# GINA in 52382 entlaufen



## Caipirinha (14. Jan. 2011)

hallo zusammen,

schade, dass ich mich mit einem traurigen thema zurückmelden muss.

meine hündin gina is am 10.01.2011 am frühen abend entlaufen. vermutlich wurde sie kurze zeit später auch noch angefahren, flüchtete entlang der B56 richtung Krauthausen/Jülich.
sie ist 3 jahre alt, kastriert und gechipt. sie ist ein mischling, schwarz, mit weisser brust, weissem kragen und weisser schwanzspitze. gina hat einen riss im rechten ohr von einem stacheldrahtunfall.
zum zeitpunkt des verschwindens trug sie ein halsband mit tasso und steuermarke.
alle tierärtze, polizei, ämter, tierheime und tierschutz, tasso sind informiert. bauhof habe ich auch schon nachgefragt.frank weisskirchen habe ich auch schon kontaktiert.

sie könnte schon kilometer gelaufen sein. 
ich wäre sehr dankbar, wenn ihr eure augen offen halten könntet.
meldet euch bitte er pn bei mir. vielen, vielen dank!


----------



## guenter (15. Jan. 2011)

*AW: GINA in 52382 entlaufen*

Ja Hallo,
hoffe Gina findet wieder zurück.

Drücke beide


----------



## Dodi (15. Jan. 2011)

*AW: GINA in 52382 entlaufen*

Hallo Alex,

ich wohne leider nicht in Deiner Nähe, kann daher auch nicht Ausschau nach Deinem Hund halten. 

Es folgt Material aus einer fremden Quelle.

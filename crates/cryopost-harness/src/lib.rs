//! Deterministic test collaborators for Cryopost recovery.
//!
//! The real beacon network client is out of reach for tests (its failures
//! are scheduled by the drand network clock), so the harness provides
//! [`ScriptedBeacon`]: an in-memory [`BeaconDecryptor`] whose rounds are
//! advanced explicitly by the test. Everything is deterministic; no network,
//! no wall clock.
//!
//! [`OnionBuilder`] registers an N-layer chain against a scripted beacon and
//! hands back the outer ciphertext, and [`seal_message`] plays the sender's
//! side of the AEAD so tests can build complete envelopes.
//!
//! [`BeaconDecryptor`]: cryopost_client::BeaconDecryptor

#![forbid(unsafe_code)]
#![deny(missing_docs)]

mod fixtures;
mod scripted;

pub use fixtures::{envelope_json, seal_message};
pub use scripted::{OnionBuilder, ScriptedBeacon};
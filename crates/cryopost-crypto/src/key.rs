//! The symmetric key recovered by the onion unwrap loop.

use zeroize::Zeroize;

use crate::error::CipherError;

/// AES-256 key length in bytes.
pub const KEY_LEN: usize = 32;

/// A recovered AES-256 message key.
///
/// Built by hex-decoding the unwrap loop's terminal output. Holds the only
/// copy of the key bytes; zeroized on drop and never printed. Correctness is
/// proven solely by AEAD tag verification downstream.
pub struct RecoveredKey([u8; KEY_LEN]);

impl RecoveredKey {
    /// Decode key material from the hex string the unwrap loop produced.
    ///
    /// # Errors
    ///
    /// Returns [`CipherError::MalformedKeyHex`] if the string is not hex,
    /// or [`CipherError::MalformedKey`] if it decodes to the wrong length.
    pub fn from_hex(key_hex: &str) -> Result<Self, CipherError> {
        let mut bytes =
            hex::decode(key_hex).map_err(|e| CipherError::MalformedKeyHex(e.to_string()))?;

        let key = <[u8; KEY_LEN]>::try_from(bytes.as_slice())
            .map_err(|_| CipherError::MalformedKey { expected: KEY_LEN, actual: bytes.len() });
        bytes.zeroize();
        Ok(Self(key?))
    }

    /// Raw key bytes, for the AEAD call only.
    pub(crate) fn bytes(&self) -> &[u8; KEY_LEN] {
        &self.0
    }
}

// Implement Drop to zeroize key material
impl Drop for RecoveredKey {
    fn drop(&mut self) {
        self.0.zeroize();
    }
}

impl std::fmt::Debug for RecoveredKey {
    fn fmt(&self, f: &mut std::fmt::Formatter<'_>) -> std::fmt::Result {
        f.write_str("RecoveredKey(..)")
    }
}
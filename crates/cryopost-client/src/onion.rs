//! The layered key-unwrap loop.
//!
//! The envelope does not record how many timelock layers wrap the message
//! key. The loop infers "done" negatively: it keeps feeding each successful
//! decryption's payload (UTF-8 text that is itself a hex ciphertext) back
//! into the beacon until an attempt fails, at which point the last
//! successful output is the terminal key material.
//!
//! Distinguishing "failed on the very first attempt" from "failed after
//! peeling at least one layer" is the load-bearing part: it is the sole
//! signal separating a bad envelope from a fully unwrapped key.

use thiserror::Error;
use tracing::{debug, warn};

use crate::beacon::{BeaconDecryptor, BeaconError};

/// Hard ceiling on onion depth.
///
/// The protocol itself imposes no bound (chain length is whatever the
/// sender applied), but a malformed or malicious envelope must not drive
/// unbounded beacon traffic. Real envelopes carry a handful of layers.
pub const MAX_LAYERS: usize = 256;

/// Errors from the unwrap loop.
#[derive(Debug, Error)]
pub enum UnwrapError {
    /// The very first attempt failed: the supplied outer key was never a
    /// valid ciphertext for this beacon, nothing was unwrapped.
    #[error("invalid outer encrypted key: {source}")]
    InvalidOuterKey {
        /// What the beacon reported for the first attempt.
        #[source]
        source: BeaconError,
    },

    /// A layer's payload was not UTF-8 text. Every layer's payload is by
    /// convention the hex string of the next ciphertext or the final key.
    #[error("layer {layer} payload is not UTF-8 text")]
    BinaryPayload {
        /// 1-based index of the layer whose payload was rejected.
        layer: usize,
    },

    /// The chain exceeded [`MAX_LAYERS`] without terminating.
    #[error("onion chain exceeded {max} layers")]
    LayerLimitExceeded {
        /// The ceiling that was hit.
        max: usize,
    },
}

/// Peel timelock layers until the terminal key material is reached.
///
/// Strictly sequential: each attempt depends on the previous payload.
/// Performs exactly `N + 1` decryptor calls for a chain of `N` layers (the
/// final call is the terminal failure that proves the chain ended). No
/// state survives the call; concurrent recoveries share nothing.
///
/// # Errors
///
/// - [`UnwrapError::InvalidOuterKey`]: the first attempt failed
/// - [`UnwrapError::BinaryPayload`]: a payload violated the hex-text chain
///   convention
/// - [`UnwrapError::LayerLimitExceeded`]: the chain ran past [`MAX_LAYERS`]
pub async fn unwrap_onion(
    outer_ciphertext: &str,
    decryptor: &dyn BeaconDecryptor,
) -> Result<String, UnwrapError> {
    let mut current = outer_ciphertext.to_string();
    let mut peeled = 0usize;

    loop {
        match decryptor.decrypt(&current).await {
            Ok(payload) => {
                peeled += 1;
                // The payload of one layer is the ciphertext of the next,
                // as a UTF-8 encoded hex string.
                current = String::from_utf8(payload)
                    .map_err(|_| UnwrapError::BinaryPayload { layer: peeled })?;
                debug!(layer = peeled, "peeled onion layer");

                if peeled > MAX_LAYERS {
                    warn!(max = MAX_LAYERS, "onion chain did not terminate, giving up");
                    return Err(UnwrapError::LayerLimitExceeded { max: MAX_LAYERS });
                }
            },
            Err(source) if peeled == 0 => {
                return Err(UnwrapError::InvalidOuterKey { source });
            },
            Err(_) => {
                // The current value no longer decrypts: it is the hex of
                // the final symmetric key, not another layer.
                debug!(layers = peeled, "onion fully unwrapped");
                return Ok(current);
            },
        }
    }
}
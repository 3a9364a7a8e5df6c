//! Cryopost Cryptographic Primitives
//!
//! The symmetric half of message recovery: once the onion unwrap loop has
//! produced the terminal key material (a hex string), this crate turns it
//! into a [`RecoveredKey`] and opens the envelope's AEAD blob.
//!
//! # Framing
//!
//! The encrypted message blob is `nonce || ciphertext || tag`:
//!
//! ```text
//! bytes 0..12   AES-GCM nonce
//! bytes 12..N   ciphertext with the 16-byte Poly-style GCM tag appended
//! ```
//!
//! The tag is not split out explicitly; the AEAD primitive consumes the
//! combined tail, so a wrong key or a flipped bit surfaces as a single
//! authentication failure rather than garbage plaintext.
//!
//! # Key lifecycle
//!
//! A [`RecoveredKey`] is built once per recovery, used for exactly one
//! [`decrypt_message`] call, and zeroized on drop. Key correctness is proven
//! only by tag verification; no other validation is possible or attempted.

#![forbid(unsafe_code)]
#![deny(missing_docs)]

mod error;
mod key;
mod message;

pub use error::CipherError;
pub use key::{KEY_LEN, RecoveredKey};
pub use message::{NONCE_LEN, TAG_LEN, decrypt_message};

Aber auch ich drücke beide Daumen, das Dein Hund bald wieder wohlbehalten zu Hause ist. :beten


----------



## Caipirinha (15. Jan. 2011)

*AW: GINA in 52382 entlaufen*

vielen dank fürs daumendrücken!
leider ist sie immer noch nicht wieder aufgetaucht 


VG,
Alexandra


----------



## Koi-Uwe (17. Jan. 2011)

*AW: GINA in 52382 entlaufen*

Hi Alex,
immer noch nichts neues ?


----------



## Inken (17. Jan. 2011)

*AW: GINA in 52382 entlaufen*

Oh Alex, ich drück' euch so die Daumen..


----------



## Caipirinha (18. Jan. 2011)

*AW: GINA in 52382 entlaufen*

daumendrücken hat geholfen, sie ist wieder da!!!!!!!!!!!!!
braucht zwar morgen eine kleine op, ist aber ansonsten gut beinander. sie ist in einer woche fast 50km gelaufen.
ich bin so happy!


----------



## Digicat (18. Jan. 2011)

*AW: GINA in 52382 entlaufen*

Servus Alex

:knuddel


----------



## Regs (18. Jan. 2011)

*AW: GINA in 52382 entlaufen*

Hallo Alexandra,
es freut mich sehr, dass Deine Gina wieder nach Hause gefunden hat!

Hat sie sich auf ihrer Tour verletzt oder ist angefahren worden? Gedrückte Daumen jedenfalls für die OP, hoffentlich übersteht sie als letztes Abenteuer auch noch gut.


----------



## Koi-Uwe (18. Jan. 2011)

*AW: GINA in 52382 entlaufen*

Das ist ja mal ne gute Nachricht nach all den Horrormeldungen hier 

Super


----------



## Dodi (18. Jan. 2011)

*AW: GINA in 52382 entlaufen*

 Alex!

Das ist ja toll, freut mich für Dich! 

Berichte mal, ob Deine Süße auch die OP gut übersteht/überstanden hat und wie es ihr dann geht!


----------



## Inken (18. Jan. 2011)

*AW: GINA in 52382 entlaufen*

Bin ich froh! 

Eure Gina hatte einen fleißigen Schutzengel.. :beten

Klar drücke ich auch noch für morgen die Daumen! Aber wer so eine Tour übersteht - es waren immerhin 8 Tage, oder? - der nimmt den TA doch mit links! 
Ich bin nur froh, dass wir derzeit so milde Temperaturen haben.. 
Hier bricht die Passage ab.